Pfeifen Sie auf Ihren Auftraggeber. Vergessen Sie die Leser und Leserinnen Ihres Textes. Viele Schreibende fürchten sich vor dem Veröffentlichen, vor dem kritischen Urteil der Chefin, vor der Meinung anderer. Ja. Es ist oft der eigene (zu) hohe Anspruch an Perfektion, der unser Denken verkrampft und den Schreibfluss blockiert. Die meisten Schreibenden – vor allem unerfahrene – erleiden ihre Schreibblockade beim Rohtexten. Warum? – Weil sie nicht wahrhaben wollen, dass sie nur rohtexten. Sie wollen gleich den perfekt gesetzten Satz, Worte für die Ewigkeit, als wären sie von den Musen aufs Blatt geküsst. Vergessen Sie auch das! Ohne harte Überarbeitung ist ein Text fast immer zu schwach für die Veröffentlichung. Schreiben Sie voran, lesen Sie nicht zurück. Suchen Sie nicht nach den richtigen Worten. Nicht jetzt! Schreiben Sie einfach alles auf, egal wie läppisch es ihnen vorkommt. Sie überarbeiten später. Orthographie, Stil, Wortwitz, schlüssige Argumente, Dramaturgie, Logik – das alles ist jetzt so was von egal. Haben Sie den Mut, Abfall zu produzieren. Jetzt geht es nur darum, in den Schreibfluss zu kommen.

3. Mut zur Lücke

Natürlich: Wenn Sie zu wenig über Ihr Thema wissen, wird es schwierig, ins Schreiben zu kommen. Doch sie können sich auch im Recherchieren verlieren. Wenn Sie nach jedem Satz überlegen, ob die Aussage wasserdicht ist und das gleich überprüfen wollen; wenn Ihnen beim Schreiben ein passendes Zitat einfällt, aber Sie nicht mehr sicher sind, von wem es stammt und danach googeln: So werden Sie immer wieder stecken bleiben, im Schreibfluss gestört und nicht vom Fleck kommen. Haben Sie den Mut zur Lücke. Schreiben Sie weiter. Setzen Sie ein Zeichen, das Ihnen beim Überarbeiten zeigt, dass da noch was fehlt, dass diese Quelle noch verifiziert werden soll. Kommentieren Sie Ihr Schreiben; vermerken Sie: «Formulierung schwach», wenn Sie beim Rohtexten unzufrieden sind. Aber halten Sie sich nicht damit auf, nach dem richtigen Wort zu suchen. Die Feinarbeit kommt später. Sie können beim Überarbeiten an Stil und Wortwitz feilen und die Lücken füllen. Der Rohtext muss nicht fertig sein. Er kann nicht, sonst wäre er kein Rohtext mehr.

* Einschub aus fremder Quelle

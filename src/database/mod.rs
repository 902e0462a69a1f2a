use async_trait::async_trait;
use secrecy::SecretString;
use serde::{Deserialize, Serialize};
use std::fmt::{Debug, Display};
use std::str::FromStr;
use std::sync::Arc;
use thiserror::Error;

/// Error type for query executor operations
#[derive(Debug, Error)]
pub enum DatabaseError {
    /// Connection error
    #[error("connection error: {0}")]
    Connection(String),

    /// Query error
    #[error("query error: {0}")]
    Query(String),

    /// Configuration error
    #[error("configuration error: {0}")]
    Configuration(String),
}

/// Result type for query executor operations
pub type DatabaseResult<T> = Result<T, DatabaseError>;

/// Database engine tags understood by the executor layer
#[derive(Debug, Clone, Copy, PartialEq, Eq, Serialize, Deserialize)]
#[serde(rename_all = "lowercase")]
pub enum DatabaseType {
    /// PostgreSQL database
    Postgres,
    /// MySQL database
    MySql,
    /// SQLite database
    Sqlite,
}

impl Display for DatabaseType {
    fn fmt(&self, f: &mut std::fmt::Formatter<'_>) -> std::fmt::Result {
        match self {
            DatabaseType::Postgres => write!(f, "postgres"),
            DatabaseType::MySql => write!(f, "mysql"),
            DatabaseType::Sqlite => write!(f, "sqlite"),
        }
    }
}

impl FromStr for DatabaseType {
    type Err = DatabaseError;

    fn from_str(s: &str) -> Result<Self, Self::Err> {
        match s.to_ascii_lowercase().as_str() {
            "postgres" | "postgresql" => Ok(DatabaseType::Postgres),
            "mysql" | "mariadb" => Ok(DatabaseType::MySql),
            "sqlite" => Ok(DatabaseType::Sqlite),
            other => Err(DatabaseError::Configuration(format!(
                "unknown database type: {}",
                other
            ))),
        }
    }
}

/// Connection parameters for one database server
#[derive(Debug, Clone, Deserialize)]
pub struct ConnectionConfig {
    /// Database host
    #[serde(default = "default_host")]
    pub host: String,

    /// Database port
    #[serde(default = "default_port")]
    pub port: u16,

    /// Database user
    #[serde(default, alias = "username")]
    pub user: Option<String>,

    /// Database password
    #[serde(default)]
    pub password: Option<SecretString>,

    /// Environment variable to read the password from when `password` is unset
    #[serde(default)]
    pub password_env: Option<String>,

    /// Name of the database (schema) being scanned
    pub database: String,

    /// Connection pool settings
    #[serde(default)]
    pub pool: PoolConfig,
}

fn default_host() -> String {
    "localhost".to_string()
}
fn default_port() -> u16 {
    3306
}

impl ConnectionConfig {
    /// Create a configuration for `database` on localhost with default settings.
    pub fn new(database: impl Into<String>) -> Self {
        Self {
            host: default_host(),
            port: default_port(),
            user: None,
            password: None,
            password_env: None,
            database: database.into(),
            pool: PoolConfig::default(),
        }
    }
}

/// Configuration for connection pool
#[derive(Debug, Clone, Serialize, Deserialize)]
pub struct PoolConfig {
    /// Maximum number of connections in the pool
    #[serde(default = "default_max_connections")]
    pub max_connections: u32,

    /// Minimum number of connections to maintain
    #[serde(default = "default_min_connections")]
    pub min_connections: u32,

    /// Connection acquisition timeout
    #[serde(default = "default_acquire_timeout")]
    pub acquire_timeout_seconds: u64,
}

fn default_max_connections() -> u32 {
    10
}
fn default_min_connections() -> u32 {
    1
}
fn default_acquire_timeout() -> u64 {
    30
}

impl Default for PoolConfig {
    fn default() -> Self {
        PoolConfig {
            max_connections: default_max_connections(),
            min_connections: default_min_connections(),
            acquire_timeout_seconds: default_acquire_timeout(),
        }
    }
}

/// A single row returned by the query executor
pub trait DatabaseRow: Send + Sync {
    /// Get a column value by name; a missing column or NULL is an error
    fn get_string(&self, column: &str) -> DatabaseResult<String>;

    /// Try to get a column value by name, returning None if the column doesn't exist or is NULL
    fn try_get_string(&self, column: &str) -> DatabaseResult<Option<String>>;
}

/// Query executor capability consumed by the scanners
#[async_trait]
pub trait DatabaseConnection: Send + Sync {
    /// Execute a query that returns rows, in the order the server sent them
    async fn query(&self, query: &str) -> DatabaseResult<Vec<Box<dyn DatabaseRow>>>;

    /// Get the underlying database type
    fn get_database_type(&self) -> DatabaseType;

    /// Close the connection
    async fn close(&self) -> DatabaseResult<()>;
}

/// Open a query executor for the given engine.
pub async fn create_database_connection(
    db_type: DatabaseType,
    config: &ConnectionConfig,
) -> DatabaseResult<Arc<dyn DatabaseConnection>> {
    match db_type {
        DatabaseType::MySql => {
            #[cfg(feature = "mysql")]
            {
                let conn = mysql::MySqlConnection::connect(config).await?;
                Ok(Arc::new(conn) as Arc<dyn DatabaseConnection>)
            }
            #[cfg(not(feature = "mysql"))]
            {
                let _ = config;
                Err(DatabaseError::Configuration(
                    "MySQL support is not enabled. Enable the 'mysql' feature.".to_string(),
                ))
            }
        }
        other => Err(DatabaseError::Configuration(format!(
            "no executor available for {}",
            other
        ))),
    }
}

pub mod memory;
pub use memory::MemoryConnection;

#[cfg(feature = "mysql")]
mod mysql;
#[cfg(feature = "mysql")]
pub use mysql::MySqlConnection;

4. Wenn nichts mehr geht – gehen Sie.

Schreiben ist ein bequemer Beruf, meistens sitzt man und bewegt sich kaum. Es hüpfen zwar die Finger über die Tastatur oder kreist die Hand schreibend übers Blatt. Der Rest des Körpers aber ruht auf dem Stuhl, mehr oder weniger verkrampft. Wenn nichts mehr geht, stehen Sie auf. Gehen Sie spazieren und wenn es nur zur Kaffeemaschine ist. So mancher Gedanke nimmt wieder Fahrt auf, wenn wir uns bewegen. Manchmal lohnt es sich, etwas ganz anderes zu tun. Geben Sie den Blumen Wasser, bügeln Sie die Wäsche, schwingen Sie sich aufs Velo und drehen Sie ein paar Runden oder flanieren Sie durch den Park. Und vergessen Sie Ihr Notizbuch nicht, um neue Ideen immer und überall aufschreiben zu können. Denn sie kommen oft unverhofft. Man muss bereit sein, Geistesblitze einzufangen und aufzuzeichnen, sonst sind manchmal auch die hellsten plötzlich wieder weg und vergessen. Und weil es umständlich ist, im Wald ins Büchlein zu notieren, nutzen Sie doch Ihr Smartphone als Diktiergerät und vertrauen Sie ihm Ihre Ideen an. Sie werden sehen; nach einer halben Stunde bewegter Pause – idealerweise an der frischen Luft – schreibt es sich viel leichter. Konzentriert zu arbeiten ist das eine, zur rechten Zeit eine Pause einzulegen das andere. Die richtige Mischung macht’s aus.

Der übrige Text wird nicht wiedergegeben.